By default, getItemPosition() returns POSITION_UNCHANGED, which means, “This object is fine where it is, don’t destroy or remove it.” Returning POSITION_NONE fixes the problem by instead saying, “This object is no longer an item I’m displaying, remove it.” So it has the effect of removing and recreating every single item in your adapter.

This is a completely legitimate fix! This fix makes notifyDataSetChanged behave like a regular Adapter without view recycling. If you implement this fix and performance is satisfactory, you’re off to the races. Job done.

If you need better performance, you can use a fancier getItemPosition() implementation. Here’s an example for a pager creating fragments off of a list of strings:

ViewPager pager = /* get my ViewPager */;
// assume this actually has stuff in it
final ArrayList<String> titles = new ArrayList<String>();

FragmentManager fm = getSupportFragmentManager();
pager.setAdapter(new FragmentStatePagerAdapter(fm) {
    public int getCount() {
        return titles.size();
    }

    public Fragment getItem(int position) {
        MyFragment fragment = new MyFragment();
        fragment.setTitle(titles.get(position));
        return fragment;
    }

    public int getItemPosition(Object item) {
        MyFragment fragment = (MyFragment)item;
        String title = fragment.getTitle();
        int position = titles.indexOf(title);

        if (position >= 0) {
            return position;
        } else {
            return POSITION_NONE;
        }
    }
});

With this implementation, only fragments displaying new titles will get displayed. Any fragments displaying titles that are still in the list will instead be moved around to their new position in the list, and fragments with titles that are no longer in the list at all will be destroyed.

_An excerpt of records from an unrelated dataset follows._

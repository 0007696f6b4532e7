//! Request and response snapshots exchanged between the host, the cache
//! store and the network.
//!
//! A [`Response`] models a single-use body: it is not `Clone`, and the only
//! way to hand the same response to two consumers (the caller and the cache)
//! is the explicit [`Response::duplicate`] step.

pub mod url;

use bytes::Bytes;
use serde::{Deserialize, Serialize};

pub use self::url::{UrlError, canonicalize, resolve, same_origin};

/// Headers that describe a single connection and never survive a hop.
pub const HOP_BY_HOP: &[&str] = &[
    "connection",
    "keep-alive",
    "proxy-authenticate",
    "proxy-authorization",
    "te",
    "trailer",
    "transfer-encoding",
    "upgrade",
];

/// Whether a header name is connection-scoped.
pub fn is_hop_by_hop(name: &str) -> bool {
    HOP_BY_HOP.iter().any(|h| h.eq_ignore_ascii_case(name))
}

/// Ordered header list with case-insensitive lookup.
#[derive(Debug, Clone, Default, PartialEq, Eq, Serialize, Deserialize)]
#[serde(transparent)]
pub struct Headers(Vec<(String, String)>);

impl Headers {
    pub fn new() -> Self {
        Self::default()
    }

    /// First value for `name`, if any.
    pub fn get(&self, name: &str) -> Option<&str> {
        self.0
            .iter()
            .find(|(n, _)| n.eq_ignore_ascii_case(name))
            .map(|(_, v)| v.as_str())
    }

    pub fn append(&mut self, name: impl Into<String>, value: impl Into<String>) {
        self.0.push((name.into(), value.into()));
    }

    /// Replace every value for `name` with a single one.
    pub fn set(&mut self, name: impl Into<String>, value: impl Into<String>) {
        let name = name.into();
        self.0.retain(|(n, _)| !n.eq_ignore_ascii_case(&name));
        self.0.push((name, value.into()));
    }

    pub fn iter(&self) -> impl Iterator<Item = (&str, &str)> {
        self.0.iter().map(|(n, v)| (n.as_str(), v.as_str()))
    }

    pub fn len(&self) -> usize {
        self.0.len()
    }

    pub fn is_empty(&self) -> bool {
        self.0.is_empty()
    }
}

impl<N: Into<String>, V: Into<String>> FromIterator<(N, V)> for Headers {
    fn from_iter<I: IntoIterator<Item = (N, V)>>(iter: I) -> Self {
        Self(iter.into_iter().map(|(n, v)| (n.into(), v.into())).collect())
    }
}

/// How the requester intends to use the response.
#[derive(Debug, Clone, Copy, Default, PartialEq, Eq, Hash, Serialize, Deserialize)]
#[serde(rename_all = "kebab-case")]
pub enum RequestMode {
    /// Top-level page load.
    Navigate,
    SameOrigin,
    #[default]
    NoCors,
    Cors,
}

impl RequestMode {
    /// Parse a `Sec-Fetch-Mode` style token. Unknown tokens map to `NoCors`.
    pub fn from_token(token: &str) -> Self {
        match token.trim().to_ascii_lowercase().as_str() {
            "navigate" => RequestMode::Navigate,
            "same-origin" => RequestMode::SameOrigin,
            "cors" => RequestMode::Cors,
            _ => RequestMode::NoCors,
        }
    }

    pub fn as_str(&self) -> &'static str {
        match self {
            RequestMode::Navigate => "navigate",
            RequestMode::SameOrigin => "same-origin",
            RequestMode::NoCors => "no-cors",
            RequestMode::Cors => "cors",
        }
    }
}

/// An intercepted request.
#[derive(Debug, Clone)]
pub struct Request {
    method: String,
    url: ::url::Url,
    mode: RequestMode,
    headers: Headers,
    body: Bytes,
}

impl Request {
    /// Build a request. The method is uppercased and the URL normalized.
    pub fn new(method: &str, url: ::url::Url) -> Result<Self, crate::Error> {
        let method = method.trim().to_ascii_uppercase();
        if method.is_empty() {
            return Err(crate::Error::InvalidInput("request method cannot be empty".into()));
        }
        let url = canonicalize(url.as_str())?;
        Ok(Self { method, url, mode: RequestMode::default(), headers: Headers::new(), body: Bytes::new() })
    }

    /// A plain GET, as issued for manifest entries and the app shell.
    pub fn get(url: ::url::Url) -> Result<Self, crate::Error> {
        Self::new("GET", url)
    }

    pub fn with_mode(mut self, mode: RequestMode) -> Self {
        self.mode = mode;
        self
    }

    pub fn with_headers(mut self, headers: Headers) -> Self {
        self.headers = headers;
        self
    }

    pub fn with_body(mut self, body: Bytes) -> Self {
        self.body = body;
        self
    }

    pub fn method(&self) -> &str {
        &self.method
    }

    pub fn url(&self) -> &::url::Url {
        &self.url
    }

    pub fn mode(&self) -> RequestMode {
        self.mode
    }

    pub fn headers(&self) -> &Headers {
        &self.headers
    }

    pub fn body(&self) -> &Bytes {
        &self.body
    }

    pub fn is_get(&self) -> bool {
        self.method == "GET"
    }
}

/// A response snapshot: status, headers and a fully buffered body.
#[derive(Debug, PartialEq, Eq)]
pub struct Response {
    pub status: u16,
    pub headers: Headers,
    pub body: Bytes,
    /// Final URL after redirects, when known.
    pub url: Option<String>,
}

impl Response {
    pub fn new(status: u16, headers: Headers, body: impl Into<Bytes>) -> Self {
        Self { status, headers, body: body.into(), url: None }
    }

    /// True for 2xx statuses.
    pub fn ok(&self) -> bool {
        (200..300).contains(&self.status)
    }

    pub fn content_type(&self) -> Option<&str> {
        self.headers.get("content-type")
    }

    /// Snapshot this response so it can be consumed twice.
    ///
    /// The body buffer is reference counted, so the copy shares storage.
    pub fn duplicate(&self) -> Response {
        Response { status: self.status, headers: self.headers.clone(), body: self.body.clone(), url: self.url.clone() }
    }
}
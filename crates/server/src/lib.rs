//! Host runtime for shellcache: worker registration, client control and the
//! HTTP proxy that feeds intercepted requests to the lifecycle controller.

pub mod clients;
pub mod error;
pub mod proxy;
pub mod registration;

pub use clients::{ClientId, Clients};
pub use registration::{Dispatched, Registration};
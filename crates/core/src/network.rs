//! Network fetch seam.

use async_trait::async_trait;

use crate::Error;
use crate::http::{Request, Response};

/// Performs a request against the network.
///
/// Any HTTP status, including 4xx and 5xx, is a successful fetch. Only
/// transport failures are errors.
#[async_trait]
pub trait Fetch: Send + Sync {
    async fn fetch(&self, request: &Request) -> Result<Response, Error>;
}
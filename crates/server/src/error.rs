//! Structured errors for the shellcache proxy.
//!
//! Every failed request surfaces to the caller as a bare status with an
//! empty body; the cause only goes to the log.

use axum::http::StatusCode;
use axum::response::{IntoResponse, Response};

/// Why a proxied request could not be answered.
#[derive(Debug, thiserror::Error)]
pub enum ProxyError {
    /// The incoming request could not be turned into a cacheable request.
    #[error("INVALID_INPUT: {0}")]
    InvalidRequest(String),

    /// The lifecycle controller or the network failed the request.
    #[error(transparent)]
    Failed(#[from] shellcache_core::Error),

    /// The upstream response could not be written back.
    #[error("BAD_RESPONSE: {0}")]
    BadResponse(String),
}

impl ProxyError {
    pub fn status(&self) -> StatusCode {
        match self {
            ProxyError::InvalidRequest(_) => StatusCode::BAD_REQUEST,
            ProxyError::Failed(_) | ProxyError::BadResponse(_) => StatusCode::BAD_GATEWAY,
        }
    }
}

impl IntoResponse for ProxyError {
    fn into_response(self) -> Response {
        let status = self.status();
        tracing::warn!(status = status.as_u16(), error = %self, "request failed");
        status.into_response()
    }
}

What if the fragment has not been recreated, but needs to be updated anyway? Updates to a living fragment are best handled by the fragment itself. That’s the advantage of having a fragment, after all – it is its own controller. A fragment can add a listener or an observer to another object in onCreate(), and then remove it in onDestroy(), thus managing the updates itself. You don’t have to put all the update code inside getItem() like you do in an adapter for a ListView or other AdapterView types.

One last thing – just because FragmentPagerAdapter doesn’t destroy a fragment doesn’t mean that getItemPosition is completely useless in a FragmentPagerAdapter. You can still use this callback to reorder your fragments in the ViewPager. It will never remove them completely from the FragmentManager, though.